## Task input:
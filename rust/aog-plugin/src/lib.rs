//! Shared plugin protocol for the AOG gateway.
//!
//! A plugin is a provider packaged as a subprocess. The gateway discovers it
//! through a manifest file, spawns the declared executable, performs a
//! magic-cookie handshake, and then exchanges length-delimited wire frames
//! over the child's stdin/stdout.
//!
//! This crate is consumed by the gateway's transport layer and by plugin
//! authors implementing the other side of the pipe:
//!
//! - [`manifest`]: `plugin.yaml` / `plugin.json` description of a plugin
//! - [`handshake`]: magic cookie, protocol version, handshake line format
//! - [`proto`]: prost-encoded wire messages (invoke, stream, bidi)
//! - [`codec`]: length-delimited frame codec for tokio streams

pub mod codec;
pub mod handshake;
pub mod manifest;
pub mod proto;

pub use codec::FrameCodec;
pub use handshake::{Handshake, HandshakeError, MAGIC_COOKIE_KEY, MAGIC_COOKIE_VALUE, PROTOCOL_VERSION};
pub use manifest::{ManifestError, PluginManifest, ProviderKind, ServiceCapabilities};
pub use proto::{BidiMessage, BidiMessageType, Frame, FrameKind, InvokeRequest, InvokeResponse, StreamChunk};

## Task to complete:
Reply with the lines from the first line of the entries through the line that contains "pub mod handshake;", repeated exactly with both ends kept, and with nothing else.

## Solution for this exercise:
filename rust/aog-plugin/src/lib.rs
//! Shared plugin protocol for the AOG gateway.
//!
//! A plugin is a provider packaged as a subprocess. The gateway discovers it
//! through a manifest file, spawns the declared executable, performs a
//! magic-cookie handshake, and then exchanges length-delimited wire frames
//! over the child's stdin/stdout.
//!
//! This crate is consumed by the gateway's transport layer and by plugin
//! authors implementing the other side of the pipe:
//!
//! - [`manifest`]: `plugin.yaml` / `plugin.json` description of a plugin
//! - [`handshake`]: magic cookie, protocol version, handshake line format
//! - [`proto`]: prost-encoded wire messages (invoke, stream, bidi)
//! - [`codec`]: length-delimited frame codec for tokio streams

pub mod codec;
pub mod handshake;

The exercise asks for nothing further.